**TASK**: Two lines in the listing below mark the span: one contains "has merged an" and one contains "must be positive)". Reproduce both of them and everything between, exactly.
### RECORDED INFORMATION ###
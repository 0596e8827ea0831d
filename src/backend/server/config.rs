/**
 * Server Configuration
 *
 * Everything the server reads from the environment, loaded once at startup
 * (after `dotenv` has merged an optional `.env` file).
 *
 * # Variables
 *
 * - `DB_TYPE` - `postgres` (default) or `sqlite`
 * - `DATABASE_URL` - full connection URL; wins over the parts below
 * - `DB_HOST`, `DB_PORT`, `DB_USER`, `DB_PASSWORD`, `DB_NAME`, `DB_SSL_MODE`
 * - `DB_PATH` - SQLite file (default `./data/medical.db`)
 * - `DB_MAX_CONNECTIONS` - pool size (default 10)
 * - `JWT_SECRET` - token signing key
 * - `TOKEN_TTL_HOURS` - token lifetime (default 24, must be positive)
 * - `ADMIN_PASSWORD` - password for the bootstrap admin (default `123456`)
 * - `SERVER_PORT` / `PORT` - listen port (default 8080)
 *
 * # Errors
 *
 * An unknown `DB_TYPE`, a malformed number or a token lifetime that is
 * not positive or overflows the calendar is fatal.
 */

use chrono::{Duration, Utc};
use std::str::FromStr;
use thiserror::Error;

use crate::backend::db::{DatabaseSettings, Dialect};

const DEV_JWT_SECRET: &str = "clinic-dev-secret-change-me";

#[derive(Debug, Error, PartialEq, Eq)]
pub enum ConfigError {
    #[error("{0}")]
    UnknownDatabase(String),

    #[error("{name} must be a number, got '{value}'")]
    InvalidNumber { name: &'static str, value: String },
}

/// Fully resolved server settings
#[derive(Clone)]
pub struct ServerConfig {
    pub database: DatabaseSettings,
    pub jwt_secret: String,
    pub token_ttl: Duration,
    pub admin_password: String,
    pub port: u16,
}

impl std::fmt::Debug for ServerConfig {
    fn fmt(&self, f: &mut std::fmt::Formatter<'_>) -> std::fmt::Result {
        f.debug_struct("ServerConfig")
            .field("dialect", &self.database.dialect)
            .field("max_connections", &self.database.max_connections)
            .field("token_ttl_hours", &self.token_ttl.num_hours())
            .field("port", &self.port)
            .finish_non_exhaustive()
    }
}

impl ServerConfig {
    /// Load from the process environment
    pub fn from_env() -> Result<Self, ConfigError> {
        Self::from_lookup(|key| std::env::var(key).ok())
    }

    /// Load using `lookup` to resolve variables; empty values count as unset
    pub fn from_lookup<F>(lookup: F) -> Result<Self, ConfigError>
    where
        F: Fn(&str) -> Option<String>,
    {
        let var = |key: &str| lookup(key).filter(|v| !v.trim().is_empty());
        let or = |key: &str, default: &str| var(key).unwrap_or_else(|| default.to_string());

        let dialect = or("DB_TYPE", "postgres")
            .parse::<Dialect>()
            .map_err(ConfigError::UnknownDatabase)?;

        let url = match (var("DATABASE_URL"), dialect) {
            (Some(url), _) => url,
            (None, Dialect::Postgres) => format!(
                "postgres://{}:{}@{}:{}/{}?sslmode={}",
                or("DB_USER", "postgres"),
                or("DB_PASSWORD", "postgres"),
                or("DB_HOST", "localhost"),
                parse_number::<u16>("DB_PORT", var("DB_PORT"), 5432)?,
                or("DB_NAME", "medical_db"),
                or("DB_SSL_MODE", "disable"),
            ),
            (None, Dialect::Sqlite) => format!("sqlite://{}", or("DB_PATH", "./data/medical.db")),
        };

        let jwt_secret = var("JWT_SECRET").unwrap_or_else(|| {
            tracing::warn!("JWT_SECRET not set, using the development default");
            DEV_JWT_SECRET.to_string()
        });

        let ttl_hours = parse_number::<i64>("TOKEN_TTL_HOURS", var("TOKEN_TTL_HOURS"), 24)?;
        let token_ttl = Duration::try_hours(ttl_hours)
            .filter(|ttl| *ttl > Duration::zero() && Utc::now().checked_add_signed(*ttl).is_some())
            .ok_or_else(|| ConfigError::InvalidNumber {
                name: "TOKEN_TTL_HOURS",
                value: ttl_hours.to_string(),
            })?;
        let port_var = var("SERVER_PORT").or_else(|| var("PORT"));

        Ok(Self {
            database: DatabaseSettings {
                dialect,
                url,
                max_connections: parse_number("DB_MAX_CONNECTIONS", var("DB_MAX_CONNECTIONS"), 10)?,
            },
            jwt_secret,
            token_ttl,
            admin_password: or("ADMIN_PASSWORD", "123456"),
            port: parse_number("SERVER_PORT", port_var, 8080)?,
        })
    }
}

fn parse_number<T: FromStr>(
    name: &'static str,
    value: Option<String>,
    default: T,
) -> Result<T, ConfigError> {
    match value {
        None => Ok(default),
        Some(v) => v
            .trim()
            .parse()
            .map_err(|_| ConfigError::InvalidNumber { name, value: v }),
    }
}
###
**TASK OUTPUT**:
 * (after `dotenv` has merged an optional `.env` file).
 *
 * # Variables
 *
 * - `DB_TYPE` - `postgres` (default) or `sqlite`
 * - `DATABASE_URL` - full connection URL; wins over the parts below
 * - `DB_HOST`, `DB_PORT`, `DB_USER`, `DB_PASSWORD`, `DB_NAME`, `DB_SSL_MODE`
 * - `DB_PATH` - SQLite file (default `./data/medical.db`)
 * - `DB_MAX_CONNECTIONS` - pool size (default 10)
 * - `JWT_SECRET` - token signing key
 * - `TOKEN_TTL_HOURS` - token lifetime (default 24, must be positive)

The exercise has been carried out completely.